[Dataset entries]
════════════════════

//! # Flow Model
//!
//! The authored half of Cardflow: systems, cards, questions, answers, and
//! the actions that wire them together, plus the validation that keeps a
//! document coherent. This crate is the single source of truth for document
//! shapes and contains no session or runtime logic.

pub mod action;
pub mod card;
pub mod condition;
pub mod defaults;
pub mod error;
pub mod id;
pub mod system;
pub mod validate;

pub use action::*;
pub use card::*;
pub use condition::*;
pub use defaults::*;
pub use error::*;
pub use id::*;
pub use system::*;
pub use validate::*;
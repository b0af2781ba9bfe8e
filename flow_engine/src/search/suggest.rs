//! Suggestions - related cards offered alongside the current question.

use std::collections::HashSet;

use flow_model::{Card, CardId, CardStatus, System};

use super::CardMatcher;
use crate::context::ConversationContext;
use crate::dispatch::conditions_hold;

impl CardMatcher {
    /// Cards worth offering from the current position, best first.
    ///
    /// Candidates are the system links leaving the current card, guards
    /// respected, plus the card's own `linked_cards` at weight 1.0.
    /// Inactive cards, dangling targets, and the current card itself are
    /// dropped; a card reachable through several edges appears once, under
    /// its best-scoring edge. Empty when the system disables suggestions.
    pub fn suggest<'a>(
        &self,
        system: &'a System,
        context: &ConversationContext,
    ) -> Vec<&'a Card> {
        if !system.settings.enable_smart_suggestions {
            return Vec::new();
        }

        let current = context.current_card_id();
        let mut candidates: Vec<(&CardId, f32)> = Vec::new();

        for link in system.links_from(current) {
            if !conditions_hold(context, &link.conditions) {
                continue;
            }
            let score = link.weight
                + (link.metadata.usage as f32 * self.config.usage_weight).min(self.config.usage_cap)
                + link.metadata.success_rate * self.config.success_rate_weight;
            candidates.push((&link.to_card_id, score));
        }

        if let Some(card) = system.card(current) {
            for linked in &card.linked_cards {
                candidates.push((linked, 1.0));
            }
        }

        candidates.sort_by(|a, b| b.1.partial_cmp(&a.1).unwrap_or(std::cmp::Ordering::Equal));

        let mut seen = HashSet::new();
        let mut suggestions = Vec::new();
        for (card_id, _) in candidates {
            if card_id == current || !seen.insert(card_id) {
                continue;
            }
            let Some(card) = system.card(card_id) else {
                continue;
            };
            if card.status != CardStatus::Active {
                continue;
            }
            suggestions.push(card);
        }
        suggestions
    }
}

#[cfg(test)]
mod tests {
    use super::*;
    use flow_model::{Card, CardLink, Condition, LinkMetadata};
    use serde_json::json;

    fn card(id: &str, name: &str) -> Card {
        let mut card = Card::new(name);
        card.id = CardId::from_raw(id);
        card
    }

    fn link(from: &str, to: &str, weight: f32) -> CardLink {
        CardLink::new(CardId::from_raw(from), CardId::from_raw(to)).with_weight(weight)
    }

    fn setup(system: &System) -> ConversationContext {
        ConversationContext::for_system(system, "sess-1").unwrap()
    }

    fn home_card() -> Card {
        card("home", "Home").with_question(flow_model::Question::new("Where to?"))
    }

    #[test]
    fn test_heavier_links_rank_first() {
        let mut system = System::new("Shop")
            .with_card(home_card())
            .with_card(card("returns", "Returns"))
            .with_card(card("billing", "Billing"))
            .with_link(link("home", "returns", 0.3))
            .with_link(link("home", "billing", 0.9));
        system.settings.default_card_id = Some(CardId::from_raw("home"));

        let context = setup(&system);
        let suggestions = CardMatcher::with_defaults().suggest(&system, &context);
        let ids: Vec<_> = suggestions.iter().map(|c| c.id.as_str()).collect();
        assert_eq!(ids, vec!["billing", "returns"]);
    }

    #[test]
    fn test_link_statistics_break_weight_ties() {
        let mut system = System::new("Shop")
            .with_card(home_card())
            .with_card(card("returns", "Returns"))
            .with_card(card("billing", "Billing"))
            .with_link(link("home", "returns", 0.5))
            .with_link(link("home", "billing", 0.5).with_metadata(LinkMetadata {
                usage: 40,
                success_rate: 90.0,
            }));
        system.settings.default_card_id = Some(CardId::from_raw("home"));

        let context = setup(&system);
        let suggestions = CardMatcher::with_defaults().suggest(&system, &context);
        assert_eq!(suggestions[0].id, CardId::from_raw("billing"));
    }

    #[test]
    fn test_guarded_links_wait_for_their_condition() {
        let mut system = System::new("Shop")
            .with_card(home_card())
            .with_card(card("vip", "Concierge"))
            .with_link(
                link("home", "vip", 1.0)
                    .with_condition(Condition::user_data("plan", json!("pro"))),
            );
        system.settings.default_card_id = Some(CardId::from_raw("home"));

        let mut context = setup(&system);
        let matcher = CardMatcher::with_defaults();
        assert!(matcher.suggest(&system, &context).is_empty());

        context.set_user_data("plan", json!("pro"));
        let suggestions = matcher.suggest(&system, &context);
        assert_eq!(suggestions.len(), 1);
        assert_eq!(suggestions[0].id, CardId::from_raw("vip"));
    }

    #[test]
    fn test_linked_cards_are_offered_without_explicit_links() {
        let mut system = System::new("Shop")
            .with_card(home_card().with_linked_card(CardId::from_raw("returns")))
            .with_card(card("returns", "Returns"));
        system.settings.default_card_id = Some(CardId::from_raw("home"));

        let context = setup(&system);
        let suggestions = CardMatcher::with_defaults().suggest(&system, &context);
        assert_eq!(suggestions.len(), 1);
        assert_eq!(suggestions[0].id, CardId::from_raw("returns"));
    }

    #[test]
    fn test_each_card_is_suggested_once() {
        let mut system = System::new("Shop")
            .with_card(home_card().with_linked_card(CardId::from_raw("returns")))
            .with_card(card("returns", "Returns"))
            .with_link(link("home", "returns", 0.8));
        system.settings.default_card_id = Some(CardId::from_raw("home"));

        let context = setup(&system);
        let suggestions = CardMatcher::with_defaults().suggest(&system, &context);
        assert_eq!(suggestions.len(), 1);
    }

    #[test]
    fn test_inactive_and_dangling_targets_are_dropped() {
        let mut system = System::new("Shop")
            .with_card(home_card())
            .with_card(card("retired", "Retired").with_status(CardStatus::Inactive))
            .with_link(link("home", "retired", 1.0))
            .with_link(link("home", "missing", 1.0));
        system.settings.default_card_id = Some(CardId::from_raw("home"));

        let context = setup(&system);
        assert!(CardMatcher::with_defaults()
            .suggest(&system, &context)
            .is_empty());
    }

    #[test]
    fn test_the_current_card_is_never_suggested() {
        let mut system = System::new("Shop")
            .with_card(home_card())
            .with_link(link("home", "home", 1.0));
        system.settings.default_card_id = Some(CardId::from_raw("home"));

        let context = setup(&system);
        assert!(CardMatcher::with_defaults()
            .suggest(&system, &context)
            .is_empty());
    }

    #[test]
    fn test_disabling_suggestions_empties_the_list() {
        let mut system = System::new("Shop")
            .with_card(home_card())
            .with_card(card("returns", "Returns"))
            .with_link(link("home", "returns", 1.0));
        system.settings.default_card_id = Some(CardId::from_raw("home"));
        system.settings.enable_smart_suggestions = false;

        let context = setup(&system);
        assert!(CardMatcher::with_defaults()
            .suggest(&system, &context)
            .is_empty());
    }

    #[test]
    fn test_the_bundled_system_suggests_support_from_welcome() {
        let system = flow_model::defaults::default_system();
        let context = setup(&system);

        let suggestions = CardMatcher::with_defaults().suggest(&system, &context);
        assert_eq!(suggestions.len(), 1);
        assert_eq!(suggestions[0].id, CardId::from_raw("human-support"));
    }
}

════════════════════

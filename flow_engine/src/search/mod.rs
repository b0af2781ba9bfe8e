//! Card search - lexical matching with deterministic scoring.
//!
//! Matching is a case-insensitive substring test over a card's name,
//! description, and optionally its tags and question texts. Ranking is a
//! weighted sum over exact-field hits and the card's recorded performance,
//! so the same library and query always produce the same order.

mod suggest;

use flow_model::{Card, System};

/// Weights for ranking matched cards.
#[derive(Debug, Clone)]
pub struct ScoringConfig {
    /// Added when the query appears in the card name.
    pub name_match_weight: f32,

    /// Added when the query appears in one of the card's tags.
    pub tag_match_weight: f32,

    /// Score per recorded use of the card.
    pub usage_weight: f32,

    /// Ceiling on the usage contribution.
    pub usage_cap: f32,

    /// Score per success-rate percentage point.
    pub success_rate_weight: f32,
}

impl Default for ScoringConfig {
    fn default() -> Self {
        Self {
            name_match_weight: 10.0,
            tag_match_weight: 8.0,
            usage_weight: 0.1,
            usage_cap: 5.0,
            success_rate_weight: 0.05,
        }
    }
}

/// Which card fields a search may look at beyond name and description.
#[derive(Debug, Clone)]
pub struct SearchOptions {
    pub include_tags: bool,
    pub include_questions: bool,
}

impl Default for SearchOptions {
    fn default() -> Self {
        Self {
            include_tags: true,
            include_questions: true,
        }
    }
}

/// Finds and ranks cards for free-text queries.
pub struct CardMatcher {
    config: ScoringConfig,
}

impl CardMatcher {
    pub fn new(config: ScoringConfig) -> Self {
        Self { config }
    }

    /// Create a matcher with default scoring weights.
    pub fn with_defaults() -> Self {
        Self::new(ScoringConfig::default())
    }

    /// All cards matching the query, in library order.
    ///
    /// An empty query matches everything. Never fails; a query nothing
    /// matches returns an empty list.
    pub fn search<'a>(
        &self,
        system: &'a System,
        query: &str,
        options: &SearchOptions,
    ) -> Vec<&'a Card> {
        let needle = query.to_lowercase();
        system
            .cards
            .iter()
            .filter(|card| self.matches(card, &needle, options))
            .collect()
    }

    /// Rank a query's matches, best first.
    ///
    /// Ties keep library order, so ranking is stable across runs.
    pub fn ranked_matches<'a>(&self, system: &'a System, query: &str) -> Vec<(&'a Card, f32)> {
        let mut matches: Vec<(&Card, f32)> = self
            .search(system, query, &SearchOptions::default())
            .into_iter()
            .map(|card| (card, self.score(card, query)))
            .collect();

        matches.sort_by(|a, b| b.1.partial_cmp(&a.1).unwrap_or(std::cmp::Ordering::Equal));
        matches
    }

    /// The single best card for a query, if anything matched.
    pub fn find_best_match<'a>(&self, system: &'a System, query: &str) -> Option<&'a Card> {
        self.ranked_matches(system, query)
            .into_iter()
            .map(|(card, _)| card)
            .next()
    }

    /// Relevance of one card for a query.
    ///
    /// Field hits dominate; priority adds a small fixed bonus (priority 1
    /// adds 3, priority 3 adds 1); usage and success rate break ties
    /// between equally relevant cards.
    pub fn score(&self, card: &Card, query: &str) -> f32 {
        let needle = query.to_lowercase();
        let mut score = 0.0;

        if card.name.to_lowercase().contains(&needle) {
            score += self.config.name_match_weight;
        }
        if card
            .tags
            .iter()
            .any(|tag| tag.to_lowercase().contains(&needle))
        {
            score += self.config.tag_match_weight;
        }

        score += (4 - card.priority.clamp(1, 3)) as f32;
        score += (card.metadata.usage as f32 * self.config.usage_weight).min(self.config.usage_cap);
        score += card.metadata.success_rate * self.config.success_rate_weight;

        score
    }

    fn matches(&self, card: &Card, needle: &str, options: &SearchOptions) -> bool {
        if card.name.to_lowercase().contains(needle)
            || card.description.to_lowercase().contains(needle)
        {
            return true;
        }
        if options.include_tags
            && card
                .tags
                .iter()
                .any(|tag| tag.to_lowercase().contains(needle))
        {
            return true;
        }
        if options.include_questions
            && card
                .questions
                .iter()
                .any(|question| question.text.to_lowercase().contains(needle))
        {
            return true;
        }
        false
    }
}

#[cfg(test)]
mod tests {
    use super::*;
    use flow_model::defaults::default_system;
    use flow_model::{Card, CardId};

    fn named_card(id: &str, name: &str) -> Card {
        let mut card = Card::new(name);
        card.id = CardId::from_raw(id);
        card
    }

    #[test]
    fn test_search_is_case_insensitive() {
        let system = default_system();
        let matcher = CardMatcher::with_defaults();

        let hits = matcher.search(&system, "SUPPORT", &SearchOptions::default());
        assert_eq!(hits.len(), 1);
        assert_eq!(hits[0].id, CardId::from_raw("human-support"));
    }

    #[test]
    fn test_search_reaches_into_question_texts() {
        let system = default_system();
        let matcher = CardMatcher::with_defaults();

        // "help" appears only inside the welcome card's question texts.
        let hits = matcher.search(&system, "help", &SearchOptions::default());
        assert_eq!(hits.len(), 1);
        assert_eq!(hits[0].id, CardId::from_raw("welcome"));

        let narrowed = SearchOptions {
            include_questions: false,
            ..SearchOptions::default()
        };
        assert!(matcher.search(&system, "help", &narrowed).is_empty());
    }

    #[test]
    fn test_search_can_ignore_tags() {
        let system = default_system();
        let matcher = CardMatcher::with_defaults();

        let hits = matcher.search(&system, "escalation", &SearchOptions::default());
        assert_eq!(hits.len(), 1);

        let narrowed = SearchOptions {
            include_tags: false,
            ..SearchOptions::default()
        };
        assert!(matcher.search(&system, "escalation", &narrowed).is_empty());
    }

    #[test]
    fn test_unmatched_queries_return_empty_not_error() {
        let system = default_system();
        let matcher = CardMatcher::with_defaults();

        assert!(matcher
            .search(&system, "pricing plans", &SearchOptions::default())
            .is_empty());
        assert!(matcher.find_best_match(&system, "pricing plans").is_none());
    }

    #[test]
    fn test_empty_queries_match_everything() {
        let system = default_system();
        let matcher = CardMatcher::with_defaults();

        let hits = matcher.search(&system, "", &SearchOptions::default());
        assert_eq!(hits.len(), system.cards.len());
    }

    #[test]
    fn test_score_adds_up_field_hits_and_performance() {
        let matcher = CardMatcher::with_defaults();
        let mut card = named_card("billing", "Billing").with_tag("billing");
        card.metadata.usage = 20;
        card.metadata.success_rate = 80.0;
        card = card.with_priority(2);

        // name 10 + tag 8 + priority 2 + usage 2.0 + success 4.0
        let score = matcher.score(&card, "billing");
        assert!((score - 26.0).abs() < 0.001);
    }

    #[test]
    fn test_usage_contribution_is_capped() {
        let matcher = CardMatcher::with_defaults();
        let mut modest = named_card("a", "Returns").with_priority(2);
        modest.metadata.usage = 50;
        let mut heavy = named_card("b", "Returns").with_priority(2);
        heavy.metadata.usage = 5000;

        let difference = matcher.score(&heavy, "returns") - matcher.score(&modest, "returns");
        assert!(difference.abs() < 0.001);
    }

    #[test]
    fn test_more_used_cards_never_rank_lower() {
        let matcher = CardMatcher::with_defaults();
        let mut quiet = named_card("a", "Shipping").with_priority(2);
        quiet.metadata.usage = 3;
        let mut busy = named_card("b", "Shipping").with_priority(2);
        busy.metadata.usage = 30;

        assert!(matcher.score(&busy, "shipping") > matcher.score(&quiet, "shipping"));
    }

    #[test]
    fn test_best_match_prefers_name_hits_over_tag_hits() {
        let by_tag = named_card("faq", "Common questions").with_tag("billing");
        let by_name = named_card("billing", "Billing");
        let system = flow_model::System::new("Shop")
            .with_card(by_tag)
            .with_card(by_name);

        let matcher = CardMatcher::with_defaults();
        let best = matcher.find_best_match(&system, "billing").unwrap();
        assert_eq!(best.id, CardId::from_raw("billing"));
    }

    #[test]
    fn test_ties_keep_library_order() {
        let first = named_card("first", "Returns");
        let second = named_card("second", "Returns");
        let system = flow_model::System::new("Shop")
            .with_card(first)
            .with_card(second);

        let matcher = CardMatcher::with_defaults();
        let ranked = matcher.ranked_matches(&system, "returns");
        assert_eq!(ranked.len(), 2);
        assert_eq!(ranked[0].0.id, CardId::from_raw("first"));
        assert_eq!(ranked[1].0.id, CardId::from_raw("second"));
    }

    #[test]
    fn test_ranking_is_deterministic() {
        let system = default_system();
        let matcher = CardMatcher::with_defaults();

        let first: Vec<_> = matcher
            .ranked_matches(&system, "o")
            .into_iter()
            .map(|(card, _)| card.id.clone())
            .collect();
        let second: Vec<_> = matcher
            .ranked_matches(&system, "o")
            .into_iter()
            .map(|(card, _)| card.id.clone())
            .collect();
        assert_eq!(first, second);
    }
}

════════════════════

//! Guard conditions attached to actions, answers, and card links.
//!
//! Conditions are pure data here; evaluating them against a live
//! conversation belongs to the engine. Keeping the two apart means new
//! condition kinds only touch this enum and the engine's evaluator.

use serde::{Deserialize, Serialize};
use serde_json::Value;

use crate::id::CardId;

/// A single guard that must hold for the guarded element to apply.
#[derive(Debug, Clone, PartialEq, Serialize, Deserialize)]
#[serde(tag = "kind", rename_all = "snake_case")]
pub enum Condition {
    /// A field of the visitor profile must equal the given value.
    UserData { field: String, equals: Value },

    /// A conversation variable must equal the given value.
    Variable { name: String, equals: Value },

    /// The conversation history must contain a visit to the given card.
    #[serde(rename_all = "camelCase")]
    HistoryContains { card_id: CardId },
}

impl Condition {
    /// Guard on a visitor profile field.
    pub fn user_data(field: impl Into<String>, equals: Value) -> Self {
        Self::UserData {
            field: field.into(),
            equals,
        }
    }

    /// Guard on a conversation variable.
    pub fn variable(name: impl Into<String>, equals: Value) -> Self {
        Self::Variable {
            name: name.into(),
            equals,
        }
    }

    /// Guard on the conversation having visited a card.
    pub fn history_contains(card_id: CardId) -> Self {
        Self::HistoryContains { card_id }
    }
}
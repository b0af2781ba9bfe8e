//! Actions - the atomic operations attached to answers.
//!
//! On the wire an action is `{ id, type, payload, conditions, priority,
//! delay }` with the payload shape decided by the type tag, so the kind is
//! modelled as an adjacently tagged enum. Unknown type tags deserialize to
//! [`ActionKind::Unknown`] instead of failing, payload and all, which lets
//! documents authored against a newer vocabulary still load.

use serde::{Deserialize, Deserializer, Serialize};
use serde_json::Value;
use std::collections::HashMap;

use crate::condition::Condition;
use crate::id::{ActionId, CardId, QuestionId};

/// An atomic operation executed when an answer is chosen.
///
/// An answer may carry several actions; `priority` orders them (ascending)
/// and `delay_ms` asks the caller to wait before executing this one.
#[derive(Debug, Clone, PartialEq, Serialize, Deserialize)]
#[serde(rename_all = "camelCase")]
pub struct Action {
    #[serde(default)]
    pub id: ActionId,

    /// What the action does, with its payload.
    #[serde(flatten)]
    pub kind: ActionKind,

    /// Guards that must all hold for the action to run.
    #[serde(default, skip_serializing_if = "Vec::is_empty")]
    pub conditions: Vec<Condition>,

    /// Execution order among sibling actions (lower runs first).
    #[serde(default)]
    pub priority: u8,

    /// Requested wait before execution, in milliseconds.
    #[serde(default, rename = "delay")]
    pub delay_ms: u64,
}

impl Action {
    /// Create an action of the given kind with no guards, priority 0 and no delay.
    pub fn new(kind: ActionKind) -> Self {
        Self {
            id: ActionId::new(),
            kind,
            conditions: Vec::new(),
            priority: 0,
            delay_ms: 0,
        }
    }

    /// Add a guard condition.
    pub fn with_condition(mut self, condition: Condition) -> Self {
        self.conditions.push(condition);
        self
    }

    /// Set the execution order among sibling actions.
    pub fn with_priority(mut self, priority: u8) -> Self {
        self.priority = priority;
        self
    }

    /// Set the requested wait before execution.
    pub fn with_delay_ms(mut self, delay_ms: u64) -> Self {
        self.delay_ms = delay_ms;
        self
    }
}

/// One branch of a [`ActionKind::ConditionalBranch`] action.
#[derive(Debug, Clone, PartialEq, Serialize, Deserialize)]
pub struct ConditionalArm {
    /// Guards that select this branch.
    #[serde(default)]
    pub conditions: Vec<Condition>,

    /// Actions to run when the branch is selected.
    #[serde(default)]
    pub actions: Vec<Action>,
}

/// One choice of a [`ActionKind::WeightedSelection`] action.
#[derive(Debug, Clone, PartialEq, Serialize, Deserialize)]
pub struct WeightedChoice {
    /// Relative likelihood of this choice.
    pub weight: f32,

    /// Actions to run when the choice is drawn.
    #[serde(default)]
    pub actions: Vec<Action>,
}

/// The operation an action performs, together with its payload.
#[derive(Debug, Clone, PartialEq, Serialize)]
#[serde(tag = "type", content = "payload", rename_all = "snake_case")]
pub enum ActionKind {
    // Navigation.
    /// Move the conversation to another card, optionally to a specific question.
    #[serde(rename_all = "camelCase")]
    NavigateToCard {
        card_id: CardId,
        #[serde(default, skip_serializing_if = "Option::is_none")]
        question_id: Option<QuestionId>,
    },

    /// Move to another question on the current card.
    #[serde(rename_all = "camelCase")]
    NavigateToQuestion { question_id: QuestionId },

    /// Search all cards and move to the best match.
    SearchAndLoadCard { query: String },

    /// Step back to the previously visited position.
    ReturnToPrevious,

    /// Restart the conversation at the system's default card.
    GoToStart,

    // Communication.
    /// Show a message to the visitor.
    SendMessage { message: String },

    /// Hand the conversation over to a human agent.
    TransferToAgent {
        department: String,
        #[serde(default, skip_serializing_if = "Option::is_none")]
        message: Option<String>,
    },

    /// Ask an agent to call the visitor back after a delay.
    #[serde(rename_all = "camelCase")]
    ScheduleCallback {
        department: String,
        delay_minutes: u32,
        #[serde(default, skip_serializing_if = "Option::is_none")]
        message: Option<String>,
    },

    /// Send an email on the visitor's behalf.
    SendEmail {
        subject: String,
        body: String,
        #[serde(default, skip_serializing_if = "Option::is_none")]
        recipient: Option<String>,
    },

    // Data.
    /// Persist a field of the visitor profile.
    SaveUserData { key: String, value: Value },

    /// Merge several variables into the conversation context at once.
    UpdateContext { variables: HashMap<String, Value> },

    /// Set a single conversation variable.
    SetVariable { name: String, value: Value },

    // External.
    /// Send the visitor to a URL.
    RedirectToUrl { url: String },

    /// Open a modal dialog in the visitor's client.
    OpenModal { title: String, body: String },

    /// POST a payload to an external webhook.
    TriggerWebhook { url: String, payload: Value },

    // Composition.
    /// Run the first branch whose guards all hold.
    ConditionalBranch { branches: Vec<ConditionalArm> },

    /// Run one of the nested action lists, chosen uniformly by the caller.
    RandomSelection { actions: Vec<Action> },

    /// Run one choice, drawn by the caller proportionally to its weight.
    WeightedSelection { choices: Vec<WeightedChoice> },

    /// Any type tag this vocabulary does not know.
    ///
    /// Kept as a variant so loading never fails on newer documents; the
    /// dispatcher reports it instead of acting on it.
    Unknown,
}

════════════════════

Task prompt. Each line of the entries above that contains "drawn" must be copied into the answer.

Response to the exercise.
    /// Actions to run when the choice is drawn.
    /// Run one choice, drawn by the caller proportionally to its weight.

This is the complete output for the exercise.